- Opening Delimiter -
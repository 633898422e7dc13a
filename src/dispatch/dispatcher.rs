use std::sync::{Arc, Mutex, MutexGuard};

use chrono::{DateTime, Utc};
use serde::{Deserialize, Serialize};
use tokio::sync::watch;
use tracing::{debug, info};

use super::clock::Clock;
use super::handlers::{self, responses};
use crate::collaborators::Collaborators;
use crate::intent::{Classifier, Intent, IntentLabel};
use crate::session::Utterance;
use crate::synthesis::SpeechOutput;

/// Cross-utterance memory of the dispatcher
#[derive(Debug, Clone, Copy, Default, PartialEq, Eq, Serialize, Deserialize)]
pub struct ConversationState {
    /// The user announced items to add but has not named one yet
    pub awaiting_item_details: bool,
}

/// The latest utterance and the response it produced
#[derive(Debug, Clone, PartialEq, Serialize, Deserialize)]
pub struct Exchange {
    /// Utterance text as recognized
    pub transcript: String,
    /// Response spoken back
    pub response: String,
    /// Intent the utterance was handled as
    pub intent: IntentLabel,
    /// When the response was produced
    pub at: DateTime<Utc>,
}

/// Routes utterances to handlers and speaks the responses
///
/// Within one `dispatch` call classification, handling and response emission
/// run strictly in order. Concurrent calls are allowed; their completions may
/// interleave.
pub struct Dispatcher {
    classifier: Classifier,
    collaborators: Collaborators,
    output: Arc<SpeechOutput>,
    clock: Arc<dyn Clock>,
    state: Mutex<ConversationState>,
    latest: watch::Sender<Option<Exchange>>,
}

impl Dispatcher {
    pub fn new(collaborators: Collaborators, output: Arc<SpeechOutput>, clock: Arc<dyn Clock>) -> Self {
        Self::with_classifier(Classifier::default(), collaborators, output, clock)
    }

    pub fn with_classifier(
        classifier: Classifier,
        collaborators: Collaborators,
        output: Arc<SpeechOutput>,
        clock: Arc<dyn Clock>,
    ) -> Self {
        let (latest, _) = watch::channel(None);

        Self {
            classifier,
            collaborators,
            output,
            clock,
            state: Mutex::new(ConversationState::default()),
            latest,
        }
    }

    /// Handle one utterance; returns the exchange whose response was spoken
    pub async fn dispatch(&self, utterance: &Utterance) -> Exchange {
        let intent = self.resolve(self.classifier.classify_utterance(&utterance.text));

        info!("Handling '{}' as {:?}", utterance.text.trim(), intent.label());

        let response = self.handle(&intent).await;

        let exchange = Exchange {
            transcript: utterance.text.clone(),
            response,
            intent: intent.label(),
            at: Utc::now(),
        };
        self.latest.send_replace(Some(exchange.clone()));
        self.output.speak(&exchange.response).await;

        exchange
    }

    /// While item details are pending, free-form text names the item
    fn resolve(&self, intent: Intent) -> Intent {
        match intent {
            Intent::General { text } if self.awaiting_item_details() => {
                debug!("Treating '{}' as the pending item", text);
                Intent::AddItem { text }
            }
            other => other,
        }
    }

    async fn handle(&self, intent: &Intent) -> String {
        match intent {
            Intent::Closing => {
                self.set_awaiting_item_details(false);
                responses::CLOSING.to_string()
            }
            Intent::AddItemsPrompt => {
                self.set_awaiting_item_details(true);
                responses::ADD_ITEMS_PROMPT.to_string()
            }
            Intent::AddItem { text } => {
                let outcome = handlers::add_item(&self.collaborators, text, self.clock.now()).await;
                if outcome.is_added() {
                    self.set_awaiting_item_details(false);
                }
                outcome.response()
            }
            Intent::SuggestRecipe => handlers::suggest_recipe(&self.collaborators).await,
            Intent::CheckWeather => handlers::check_weather(&self.collaborators).await,
            Intent::PlaySong { song } => handlers::play_song(song),
            Intent::ListItems => handlers::list_items(&self.collaborators).await,
            Intent::General { text } => handlers::converse(&self.collaborators, text).await,
        }
    }

    pub fn conversation_state(&self) -> ConversationState {
        *self.state()
    }

    pub fn awaiting_item_details(&self) -> bool {
        self.state().awaiting_item_details
    }

    fn set_awaiting_item_details(&self, awaiting: bool) {
        self.state().awaiting_item_details = awaiting;
    }

    fn state(&self) -> MutexGuard<'_, ConversationState> {
        self.state.lock().unwrap_or_else(|poisoned| poisoned.into_inner())
    }

    /// The latest exchange, if any utterance was handled yet
    pub fn latest(&self) -> Option<Exchange> {
        self.latest.borrow().clone()
    }

    /// Watch exchanges as they are produced
    pub fn subscribe(&self) -> watch::Receiver<Option<Exchange>> {
        self.latest.subscribe()
    }

    pub fn output(&self) -> &Arc<SpeechOutput> {
        &self.output
    }
}
// Tests for the ordered keyword classifier
//
// Classification is first-match-wins over a fixed rule order; most tests
// craft utterances matching two rules and check the earlier one wins.

use kitchen_assistant::intent::{classify, Classifier, Intent, IntentLabel, CLOSING_PHRASES};

fn label(text: &str) -> IntentLabel {
    classify(text).label()
}

#[test]
fn test_every_closing_phrase_is_closing() {
    for phrase in CLOSING_PHRASES {
        assert_eq!(label(phrase), IntentLabel::Closing, "phrase: {}", phrase);
    }
}

#[test]
fn test_closing_beats_every_other_rule() {
    let utterances = [
        "thank you, can you suggest a recipe",
        "add items to my pantry, no thank you",
        "add 3 apples then i'm done",
        "cancel the weather",
        "stop and play a song",
        "what's available in my pantry? goodbye",
        "nothing else, tell me a joke",
    ];

    for text in utterances {
        assert_eq!(label(text), IntentLabel::Closing, "utterance: {}", text);
    }
}

#[test]
fn test_recipe_beats_add() {
    assert_eq!(label("suggest a recipe and add it to my items"), IntentLabel::SuggestRecipe);
}

#[test]
fn test_add_items_prompt_beats_add_item() {
    assert_eq!(label("add some items"), IntentLabel::AddItemsPrompt);
    assert_eq!(label("i want to add to my pantry"), IntentLabel::AddItemsPrompt);
    assert_eq!(label("add to the grocery list"), IntentLabel::AddItemsPrompt);
}

#[test]
fn test_add_item_carries_text() {
    assert_eq!(
        classify("add 3 apples"),
        Intent::AddItem {
            text: "add 3 apples".to_string()
        }
    );
}

#[test]
fn test_add_item_beats_weather() {
    assert_eq!(label("add an umbrella for this weather"), IntentLabel::AddItem);
}

#[test]
fn test_weather_beats_song() {
    assert_eq!(label("play a song about the weather"), IntentLabel::CheckWeather);
}

#[test]
fn test_song_beats_list_items() {
    assert_eq!(
        classify("play a song from the available list"),
        Intent::PlaySong {
            song: "from the available list".to_string()
        }
    );
}

#[test]
fn test_list_items_needs_available_and_a_list_word() {
    assert_eq!(label("what's available in my pantry"), IntentLabel::ListItems);
    assert_eq!(label("what is available on the grocery run"), IntentLabel::ListItems);
    assert_eq!(label("read me the available list"), IntentLabel::ListItems);
    assert_eq!(label("is the chef available"), IntentLabel::General);
}

#[test]
fn test_substring_matching_has_no_tokenization() {
    // "address" contains "add"
    assert_eq!(label("what is my address"), IntentLabel::AddItem);
    // "stopwatch" contains "stop"
    assert_eq!(label("start a stopwatch"), IntentLabel::Closing);
}

#[test]
fn test_bare_cancel_words_never_add() {
    for word in ["no", " no "] {
        assert_eq!(
            classify(word),
            Intent::General {
                text: word.to_string()
            }
        );
    }
}

#[test]
fn test_fallback_is_general_with_raw_text() {
    assert_eq!(
        classify("how long do i boil an egg"),
        Intent::General {
            text: "how long do i boil an egg".to_string()
        }
    );
    assert_eq!(label(""), IntentLabel::General);
}

#[test]
fn test_what_s_the_weather() {
    assert_eq!(classify("what's the weather"), Intent::CheckWeather);
}

#[test]
fn test_custom_rule_order_is_respected() {
    use kitchen_assistant::intent::Rule;

    let classifier = Classifier::new(vec![
        Rule {
            label: IntentLabel::CheckWeather,
            matches: |t| t.contains("weather"),
        },
        Rule {
            label: IntentLabel::Closing,
            matches: kitchen_assistant::intent::is_closing,
        },
    ]);

    assert_eq!(classifier.classify("weather, thank you").label(), IntentLabel::CheckWeather);
    assert_eq!(classifier.classify("thank you").label(), IntentLabel::Closing);
    assert_eq!(classifier.classify("add 3 apples").label(), IntentLabel::General);
}
//! 설정 관리.
//!
//! 애플리케이션 설정을 정의하고 환경 변수에서 로드합니다.

use serde::{Deserialize, Serialize};

/// 환경 변수를 파싱하고, 없거나 형식이 잘못되면 기본값을 사용합니다.
fn env_parse<T: std::str::FromStr>(key: &str, default: T) -> T {
    std::env::var(key)
        .ok()
        .and_then(|v| v.parse().ok())
        .unwrap_or(default)
}

/// 불리언 환경 변수 ("true" 또는 "1").
fn env_flag(key: &str) -> bool {
    std::env::var(key)
        .map(|v| v == "true" || v == "1")
        .unwrap_or(false)
}

/// 애플리케이션 설정.
#[derive(Debug, Clone)]
pub struct AppConfig {
    /// 서버 설정
    pub server: ServerConfig,
    /// 데이터베이스 설정
    pub database: DatabaseConfig,
    /// 인증 설정
    pub auth: AuthConfig,
    /// 데이터 관리 설정
    pub data: DataConfig,
    /// 로깅 설정
    pub logging: LoggingConfig,
}

impl AppConfig {
    /// 환경 변수에서 전체 설정을 로드합니다.
    pub fn from_env() -> Self {
        Self {
            server: ServerConfig::from_env(),
            database: DatabaseConfig::from_env(),
            auth: AuthConfig::from_env(),
            data: DataConfig::from_env(),
            logging: LoggingConfig::from_env(),
        }
    }
}

/// 서버 설정.
#[derive(Debug, Clone, Deserialize, Serialize)]
pub struct ServerConfig {
    /// 바인딩할 호스트
    pub host: String,
    /// 리스닝할 포트
    pub port: u16,
}

impl Default for ServerConfig {
    fn default() -> Self {
        Self {
            host: "127.0.0.1".to_string(),
            port: 8000,
        }
    }
}

impl ServerConfig {
    /// 환경 변수에서 설정 로드.
    ///
    /// # 환경변수
    /// - `API_HOST`: 바인딩 호스트 (기본값: 127.0.0.1)
    /// - `API_PORT`: 바인딩 포트 (기본값: 8000)
    pub fn from_env() -> Self {
        let defaults = Self::default();
        Self {
            host: std::env::var("API_HOST").unwrap_or(defaults.host),
            port: env_parse("API_PORT", defaults.port),
        }
    }

    /// 소켓 주소 반환.
    ///
    /// # Errors
    /// `host:port` 형식이 유효하지 않으면 `AddrParseError`를 반환합니다.
    pub fn socket_addr(&self) -> Result<std::net::SocketAddr, std::net::AddrParseError> {
        format!("{}:{}", self.host, self.port).parse()
    }
}

/// 데이터베이스 설정.
///
/// `DATABASE_URL`이 없으면 서버는 기동하되 인증 엔드포인트가
/// 비활성화된 상태로 동작합니다.
#[derive(Debug, Clone)]
pub struct DatabaseConfig {
    /// 연결 문자열 (`DATABASE_URL`)
    pub url: Option<String>,
    /// 최대 연결 수
    pub max_connections: u32,
    /// 연결 획득 타임아웃 (초)
    pub acquire_timeout_secs: u64,
}

impl Default for DatabaseConfig {
    fn default() -> Self {
        Self {
            url: None,
            max_connections: 10,
            acquire_timeout_secs: 10,
        }
    }
}

impl DatabaseConfig {
    /// 환경 변수에서 설정 로드.
    pub fn from_env() -> Self {
        let defaults = Self::default();
        Self {
            url: std::env::var("DATABASE_URL").ok(),
            max_connections: env_parse("DATABASE_MAX_CONNECTIONS", defaults.max_connections),
            acquire_timeout_secs: env_parse(
                "DATABASE_ACQUIRE_TIMEOUT_SECS",
                defaults.acquire_timeout_secs,
            ),
        }
    }
}

/// 인증 설정.
#[derive(Debug, Clone)]
pub struct AuthConfig {
    /// JWT 서명 비밀 키
    pub jwt_secret: String,
    /// 액세스 토큰 만료 시간 (분)
    pub access_token_expire_minutes: i64,
}

impl Default for AuthConfig {
    fn default() -> Self {
        Self {
            jwt_secret: "dev-secret-key-change-in-production".to_string(),
            access_token_expire_minutes: 30,
        }
    }
}

impl AuthConfig {
    /// 환경 변수에서 설정 로드.
    ///
    /// # 환경변수
    /// - `JWT_SECRET`: 서명 비밀 키 (미설정 시 개발용 기본값 + 경고)
    pub fn from_env() -> Self {
        let defaults = Self::default();
        let jwt_secret = std::env::var("JWT_SECRET").unwrap_or_else(|_| {
            tracing::warn!("JWT_SECRET not set, using default (INSECURE for development only)");
            defaults.jwt_secret.clone()
        });

        Self {
            jwt_secret,
            access_token_expire_minutes: defaults.access_token_expire_minutes,
        }
    }
}

/// 데이터 관리 설정.
///
/// 캐시 TTL, 배치 동시성, 재시도 정책 파라미터를 포함합니다.
#[derive(Debug, Clone)]
pub struct DataConfig {
    /// 실제 업스트림 제공자 사용 여부 (`USE_LIVE_QUOTES`)
    pub use_live_quotes: bool,
    /// 단일 시세 캐시 TTL (초)
    pub quote_ttl_secs: u64,
    /// 기본 캐시 TTL (초)
    pub default_ttl_secs: u64,
    /// 배치 결과 캐시 TTL (초)
    pub batch_ttl_secs: u64,
    /// 캐시 최대 엔트리 수
    pub cache_capacity: usize,
    /// 동시 업스트림 요청 한도
    pub max_concurrent_fetches: usize,
    /// 재시도 최대 횟수
    pub retry_max_attempts: u32,
    /// 재시도 기본 대기 시간 (밀리초)
    pub retry_base_delay_ms: u64,
    /// 재시도 최대 대기 시간 (밀리초)
    pub retry_max_delay_ms: u64,
    /// 재시도 전체 데드라인 (초)
    pub retry_deadline_secs: u64,
}

impl Default for DataConfig {
    fn default() -> Self {
        Self {
            use_live_quotes: false,
            quote_ttl_secs: 600,
            default_ttl_secs: 300,
            batch_ttl_secs: 180,
            cache_capacity: 1024,
            max_concurrent_fetches: 5,
            retry_max_attempts: 5,
            retry_base_delay_ms: 500,
            retry_max_delay_ms: 10_000,
            retry_deadline_secs: 30,
        }
    }
}

impl DataConfig {
    /// 환경 변수에서 설정 로드.
    ///
    /// # 환경변수
    /// - `USE_LIVE_QUOTES`: "true"면 실제 업스트림 연결 (기본값: false)
    /// - `QUOTE_CACHE_TTL_SECS`, `DEFAULT_CACHE_TTL_SECS`,
    ///   `BATCH_CACHE_TTL_SECS`: 캐시 TTL
    /// - `CACHE_CAPACITY`: 캐시 최대 엔트리 수
    /// - `MAX_CONCURRENT_FETCHES`: 배치 동시성 한도
    pub fn from_env() -> Self {
        let defaults = Self::default();
        Self {
            use_live_quotes: env_flag("USE_LIVE_QUOTES"),
            quote_ttl_secs: env_parse("QUOTE_CACHE_TTL_SECS", defaults.quote_ttl_secs),
            default_ttl_secs: env_parse("DEFAULT_CACHE_TTL_SECS", defaults.default_ttl_secs),
            batch_ttl_secs: env_parse("BATCH_CACHE_TTL_SECS", defaults.batch_ttl_secs),
            cache_capacity: env_parse("CACHE_CAPACITY", defaults.cache_capacity),
            max_concurrent_fetches: env_parse(
                "MAX_CONCURRENT_FETCHES",
                defaults.max_concurrent_fetches,
            ),
            retry_max_attempts: env_parse("RETRY_MAX_ATTEMPTS", defaults.retry_max_attempts),
            retry_base_delay_ms: env_parse("RETRY_BASE_DELAY_MS", defaults.retry_base_delay_ms),
            retry_max_delay_ms: env_parse("RETRY_MAX_DELAY_MS", defaults.retry_max_delay_ms),
            retry_deadline_secs: env_parse("RETRY_DEADLINE_SECS", defaults.retry_deadline_secs),
        }
    }
}

/// 로깅 설정.
#[derive(Debug, Clone, Deserialize, Serialize)]
pub struct LoggingConfig {
    /// 로그 레벨
    pub level: String,
    /// 로그 형식 (pretty, json, compact)
    pub format: String,
}

impl Default for LoggingConfig {
    fn default() -> Self {
        Self {
            level: "info".to_string(),
            format: "pretty".to_string(),
        }
    }
}

impl LoggingConfig {
    /// 환경 변수에서 설정 로드.
    pub fn from_env() -> Self {
        let defaults = Self::default();
        Self {
            level: std::env::var("LOG_LEVEL").unwrap_or(defaults.level),
            format: std::env::var("LOG_FORMAT").unwrap_or(defaults.format),
        }
    }
}

#[cfg(test)]
mod tests {
    use super::*;

    #[test]
    fn test_defaults() {
        let config = DataConfig::default();
        assert_eq!(config.quote_ttl_secs, 600);
        assert_eq!(config.default_ttl_secs, 300);
        assert_eq!(config.batch_ttl_secs, 180);
        assert_eq!(config.max_concurrent_fetches, 5);
        assert!(!config.use_live_quotes);

        let auth = AuthConfig::default();
        assert_eq!(auth.access_token_expire_minutes, 30);
    }

    #[test]
    fn test_socket_addr() {
        let config = ServerConfig::default();
        let addr = config.socket_addr().unwrap();
        assert_eq!(addr.port(), 8000);

        let bad = ServerConfig {
            host: "not a host".to_string(),
            port: 8000,
        };
        assert!(bad.socket_addr().is_err());
    }
}
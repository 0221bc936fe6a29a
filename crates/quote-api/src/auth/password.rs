//! 비밀번호 해싱 유틸리티.
//!
//! Argon2id 기반 비밀번호 해싱 및 검증.

use argon2::{
    password_hash::{rand_core::OsRng, PasswordHash, PasswordHasher, PasswordVerifier, SaltString},
    Argon2,
};

/// 비밀번호 처리 에러.
#[derive(Debug, thiserror::Error)]
pub enum PasswordError {
    #[error("비밀번호 해싱 실패")]
    HashingFailed,
    #[error("비밀번호 검증 실패")]
    VerificationFailed,
    #[error("잘못된 해시 형식")]
    InvalidHashFormat,
}

/// 비밀번호 해싱.
///
/// 솔트는 자동으로 생성되며, 결과는 PHC 형식 문자열입니다.
pub fn hash_password(password: &str) -> Result<String, PasswordError> {
    let salt = SaltString::generate(&mut OsRng);
    let argon2 = Argon2::default();

    let hash = argon2
        .hash_password(password.as_bytes(), &salt)
        .map_err(|_| PasswordError::HashingFailed)?;

    Ok(hash.to_string())
}

/// 비밀번호 검증.
///
/// 저장된 PHC 형식 해시와 입력된 비밀번호를 비교합니다.
pub fn verify_password(password: &str, hash: &str) -> Result<(), PasswordError> {
    let parsed_hash = PasswordHash::new(hash).map_err(|_| PasswordError::InvalidHashFormat)?;

    Argon2::default()
        .verify_password(password.as_bytes(), &parsed_hash)
        .map_err(|_| PasswordError::VerificationFailed)
}

/// 비밀번호 강도 검증.
///
/// # 요구사항
///
/// - 최소 8자 이상
/// - 최소 1개의 숫자 포함
/// - 최소 1개의 영문자 포함
pub fn validate_password_strength(password: &str) -> Result<(), &'static str> {
    if password.len() < 8 {
        return Err("비밀번호는 최소 8자 이상이어야 합니다");
    }

    if !password.chars().any(|c| c.is_ascii_digit()) {
        return Err("비밀번호에 최소 1개의 숫자가 포함되어야 합니다");
    }

    if !password.chars().any(|c| c.is_ascii_alphabetic()) {
        return Err("비밀번호에 최소 1개의 영문자가 포함되어야 합니다");
    }

    Ok(())
}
- Closing Delimiter -
Please return each line of the listing above that contains "async".

    pub async fn dispatch(&self, utterance: &Utterance) -> Exchange {
    async fn handle(&self, intent: &Intent) -> String {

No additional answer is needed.